**DATASET EXCERPTS:**
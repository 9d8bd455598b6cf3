//! Render request and the result record printed for the caller.

use std::fmt;
use std::path::PathBuf;

use serde::{Deserialize, Serialize};

/// Render quality preset.
#[derive(Debug, Clone, Copy, PartialEq, Eq)]
pub enum Quality {
    Low,
    High,
}

impl Quality {
    /// Parse a quality argument. Only the exact text `low` selects
    /// [`Quality::Low`]; anything else renders at high quality.
    pub fn parse(value: &str) -> Self {
        if value == "low" {
            Self::Low
        } else {
            Self::High
        }
    }

    /// Renderer flag for this preset.
    pub fn flag(self) -> &'static str {
        match self {
            Self::Low => "-ql",
            Self::High => "-qh",
        }
    }

    pub fn as_str(self) -> &'static str {
        match self {
            Self::Low => "low",
            Self::High => "high",
        }
    }
}

impl fmt::Display for Quality {
    fn fmt(&self, f: &mut fmt::Formatter<'_>) -> fmt::Result {
        f.write_str(self.as_str())
    }
}

/// A single render invocation.
#[derive(Debug, Clone)]
pub struct RenderRequest {
    /// Script source code.
    pub script: String,

    /// Scene the renderer should look up inside the script.
    pub scene: String,

    /// Where the renderer writes the video.
    pub output_path: PathBuf,

    pub quality: Quality,
}

/// Result record emitted as one JSON object on stdout.
///
/// Fields that do not apply to the outcome are omitted from the JSON.
#[derive(Debug, Clone, PartialEq, Eq, Serialize, Deserialize)]
pub struct RenderOutcome {
    pub success: bool,

    #[serde(default, skip_serializing_if = "Option::is_none")]
    pub output_path: Option<PathBuf>,

    /// Size of the rendered file in bytes.
    #[serde(default, skip_serializing_if = "Option::is_none")]
    pub file_size: Option<u64>,

    #[serde(default, skip_serializing_if = "Option::is_none")]
    pub error: Option<String>,

    #[serde(default, skip_serializing_if = "Option::is_none")]
    pub exit_code: Option<i32>,

    #[serde(default, skip_serializing_if = "Option::is_none")]
    pub stdout: Option<String>,

    #[serde(default, skip_serializing_if = "Option::is_none")]
    pub stderr: Option<String>,
}

impl RenderOutcome {
    /// The renderer exited cleanly and produced `file_size` bytes at `output_path`.
    pub fn rendered(
        output_path: PathBuf,
        file_size: u64,
        stdout: String,
        stderr: String,
    ) -> Self {
        Self {
            success: true,
            output_path: Some(output_path),
            file_size: Some(file_size),
            error: None,
            exit_code: None,
            stdout: Some(stdout),
            stderr: Some(stderr),
        }
    }

    /// The renderer ran to completion but did not produce the output file.
    pub fn renderer_failed(exit_code: Option<i32>, stdout: String, stderr: String) -> Self {
        let error = match exit_code {
            Some(code) => format!("Manim failed with exit code {code}"),
            None => "Manim was terminated without an exit code".to_string(),
        };
        Self {
            exit_code,
            stdout: Some(stdout),
            stderr: Some(stderr),
            ..Self::failure(error)
        }
    }

    /// A failure with only a message.
    pub fn failure(error: impl Into<String>) -> Self {
        Self {
            success: false,
            output_path: None,
            file_size: None,
            error: Some(error.into()),
            exit_code: None,
            stdout: None,
            stderr: None,
        }
    }

    /// Compact single-line JSON, as consumed by the calling process.
    pub fn to_json_line(&self) -> String {
        // A struct of strings, integers and paths always serializes.
        serde_json::to_string(self).unwrap_or_else(|e| {
            format!(
                r#"{{"success":false,"error":"failed to encode result: {}"}}"#,
                e.to_string().replace('"', "'")
            )
        })
    }
}

#[cfg(test)]
mod tests {
    use super::*;
    use proptest::prelude::*;

    #[test]
    fn test_quality_flags() {
        assert_eq!(Quality::parse("low").flag(), "-ql");
        assert_eq!(Quality::parse("high").flag(), "-qh");
        assert_eq!(Quality::parse("LOW").flag(), "-qh");
        assert_eq!(Quality::parse(" low").flag(), "-qh");
    }

    proptest! {
        #[test]
        fn test_non_low_quality_is_high(value in "[a-zA-Z0-9 ]{0,12}") {
            prop_assume!(value != "low");
            prop_assert_eq!(Quality::parse(&value), Quality::High);
        }
    }

    #[test]
    fn test_success_record_shape() {
        let outcome = RenderOutcome::rendered(
            PathBuf::from("/tmp/out.mp4"),
            1024,
            "rendered".to_string(),
            String::new(),
        );
        let value: serde_json::Value = serde_json::from_str(&outcome.to_json_line()).unwrap();
        assert_eq!(value["success"], true);
        assert_eq!(value["output_path"], "/tmp/out.mp4");
        assert_eq!(value["file_size"], 1024);
        assert!(value.get("error").is_none());
        assert!(value.get("exit_code").is_none());
    }

    #[test]
    fn test_failure_record_omits_absent_fields() {
        let json = RenderOutcome::failure("Manim execution timed out (5 minutes)").to_json_line();
        assert_eq!(
            json,
            r#"{"success":false,"error":"Manim execution timed out (5 minutes)"}"#
        );
    }

    #[test]
    fn test_renderer_failure_mentions_exit_code() {
        let outcome = RenderOutcome::renderer_failed(Some(2), String::new(), "boom".to_string());
        assert!(!outcome.success);
        assert_eq!(outcome.error.as_deref(), Some("Manim failed with exit code 2"));
        assert_eq!(outcome.exit_code, Some(2));
        assert_eq!(outcome.stderr.as_deref(), Some("boom"));
    }

    #[test]
    fn test_signal_termination_message() {
        let outcome = RenderOutcome::renderer_failed(None, String::new(), String::new());
        assert_eq!(
            outcome.error.as_deref(),
            Some("Manim was terminated without an exit code")
        );
    }

    #[test]
    fn test_record_parses_back() {
        let outcome = RenderOutcome::renderer_failed(Some(1), "out".into(), "err".into());
        let parsed: RenderOutcome = serde_json::from_str(&outcome.to_json_line()).unwrap();
        assert_eq!(parsed, outcome);
    }
}
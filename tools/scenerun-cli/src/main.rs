//! scenerun CLI — render one Manim scene and print the result as JSON.
//!
//! Usage:
//!   scenerun <SCRIPT_CONTENT> <SCENE_NAME> <OUTPUT_PATH> <QUALITY>
//!   scenerun --check
//!
//! Standard output carries exactly one JSON object; logs go to stderr.

use std::path::PathBuf;
use std::process::ExitCode;

use clap::error::ErrorKind;
use clap::Parser;
use scenerun_common::config::AppConfig;
use scenerun_render_engine::{Quality, RenderOutcome, RenderRequest};

mod commands;

const USAGE: &str = "Usage: scenerun <script_content> <scene_name> <output_path> <quality>";

#[derive(Parser)]
#[command(
    name = "scenerun",
    about = "Render a Manim scene and report the result as JSON",
    version,
    author
)]
struct Cli {
    /// Python source of the Manim script
    #[arg(required_unless_present = "check", allow_hyphen_values = true)]
    script_content: Option<String>,

    /// Scene class to render
    #[arg(required_unless_present = "check", allow_hyphen_values = true)]
    scene_name: Option<String>,

    /// Where the rendered video is written
    #[arg(required_unless_present = "check", allow_hyphen_values = true)]
    output_path: Option<PathBuf>,

    /// Render quality: low or high
    #[arg(required_unless_present = "check", allow_hyphen_values = true)]
    quality: Option<String>,

    /// Enable verbose logging
    #[arg(short, long)]
    verbose: bool,

    /// Emit logs as JSON on stderr
    #[arg(long)]
    log_json: bool,

    /// Config file (defaults to $XDG_CONFIG_HOME/scenerun/config.json)
    #[arg(long, value_name = "PATH")]
    config: Option<PathBuf>,

    /// Python interpreter that hosts Manim
    #[arg(long, value_name = "PATH")]
    python: Option<PathBuf>,

    /// Render timeout in seconds
    #[arg(long, value_name = "SECS")]
    timeout_secs: Option<u64>,

    /// Check that the renderer can be started, then exit
    #[arg(long, conflicts_with = "script_content")]
    check: bool,
}

#[tokio::main(flavor = "current_thread")]
async fn main() -> anyhow::Result<ExitCode> {
    let cli = match Cli::try_parse() {
        Ok(cli) => cli,
        Err(err) if matches!(err.kind(), ErrorKind::DisplayHelp | ErrorKind::DisplayVersion) => {
            err.exit()
        }
        Err(_) => {
            commands::emit(&RenderOutcome::failure(USAGE))?;
            return Ok(ExitCode::FAILURE);
        }
    };

    let loaded = match &cli.config {
        Some(path) => AppConfig::load_from(path),
        None => AppConfig::load(),
    };
    let mut config = match loaded {
        Ok(config) => config,
        Err(e) => {
            commands::emit(&RenderOutcome::failure(format!("Runner error: {e}")))?;
            return Ok(ExitCode::FAILURE);
        }
    };

    if let Some(python) = cli.python {
        config.renderer.python = python;
    }
    if let Some(secs) = cli.timeout_secs {
        config.renderer.timeout_secs = secs;
    }
    if cli.verbose {
        config.logging.level = "debug".to_string();
    }
    if cli.log_json {
        config.logging.json = true;
    }

    scenerun_common::logging::init_logging(&config.logging);

    if cli.check {
        return commands::check::run(&config.renderer).await;
    }

    // clap enforces all four positionals when --check is absent.
    let (Some(script), Some(scene), Some(output_path), Some(quality)) = (
        cli.script_content,
        cli.scene_name,
        cli.output_path,
        cli.quality,
    ) else {
        commands::emit(&RenderOutcome::failure(USAGE))?;
        return Ok(ExitCode::FAILURE);
    };

    let request = RenderRequest {
        script,
        scene,
        output_path,
        quality: Quality::parse(&quality),
    };
    commands::render::run(config.renderer, request).await
}
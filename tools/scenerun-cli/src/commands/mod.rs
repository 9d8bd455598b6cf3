pub mod check;
pub mod render;

use std::io::Write;

use scenerun_render_engine::RenderOutcome;

/// Print a result record as the single line of stdout.
pub fn emit(outcome: &RenderOutcome) -> anyhow::Result<()> {
    let mut stdout = std::io::stdout().lock();
    writeln!(stdout, "{}", outcome.to_json_line())?;
    stdout.flush()?;
    Ok(())
}
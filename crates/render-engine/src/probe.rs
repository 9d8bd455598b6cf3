//! Renderer setup check.

use std::path::PathBuf;
use std::process::Stdio;
use std::time::Duration;

use scenerun_common::config::RendererConfig;
use scenerun_common::error::describe_duration;
use serde::{Deserialize, Serialize};
use tokio::process::Command;

/// Upper bound for `--version` to answer.
pub const PROBE_TIMEOUT: Duration = Duration::from_secs(15);

/// Whether the configured interpreter can start the renderer.
#[derive(Debug, Clone, PartialEq, Eq, Serialize, Deserialize)]
pub struct SetupReport {
    pub ready: bool,
    pub interpreter: PathBuf,

    #[serde(default, skip_serializing_if = "Option::is_none")]
    pub version: Option<String>,

    #[serde(default, skip_serializing_if = "Option::is_none")]
    pub error: Option<String>,
}

/// Ask the renderer for its version using the configured interpreter.
pub async fn probe_renderer(config: &RendererConfig) -> SetupReport {
    probe_with_timeout(config, PROBE_TIMEOUT).await
}

pub(crate) async fn probe_with_timeout(config: &RendererConfig, limit: Duration) -> SetupReport {
    let mut report = SetupReport {
        ready: false,
        interpreter: config.python.clone(),
        version: None,
        error: None,
    };

    let mut cmd = Command::new(&config.python);
    cmd.args(&config.program_args)
        .arg("--version")
        .stdin(Stdio::null())
        .stdout(Stdio::piped())
        .stderr(Stdio::piped())
        .kill_on_drop(true);

    let child = match cmd.spawn() {
        Ok(child) => child,
        Err(err) => {
            report.error = Some(format!(
                "Failed to start {}: {err}",
                config.python.display()
            ));
            return report;
        }
    };

    let output = match tokio::time::timeout(limit, child.wait_with_output()).await {
        Ok(Ok(output)) => output,
        Ok(Err(err)) => {
            report.error = Some(format!("Failed to wait on renderer: {err}"));
            return report;
        }
        Err(_) => {
            report.error = Some(format!(
                "Renderer did not answer --version within {}",
                describe_duration(limit)
            ));
            return report;
        }
    };

    let stdout = String::from_utf8_lossy(&output.stdout);
    if output.status.success() {
        report.ready = true;
        report.version = stdout
            .lines()
            .map(str::trim)
            .find(|line| !line.is_empty())
            .map(str::to_string);
        tracing::info!(version = ?report.version, "Renderer is available");
    } else {
        let stderr = String::from_utf8_lossy(&output.stderr);
        report.error = Some(format!(
            "Renderer version check failed (status {}): {}",
            output.status,
            stderr.trim()
        ));
        tracing::warn!(status = %output.status, "Renderer version check failed");
    }

    report
}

**INSTRUCTIONS TO FOLLOW:** Examine each line of the records above and tally those with the string "tokio". State the total alone.

**RESPONSE TO THIS TASK:** 3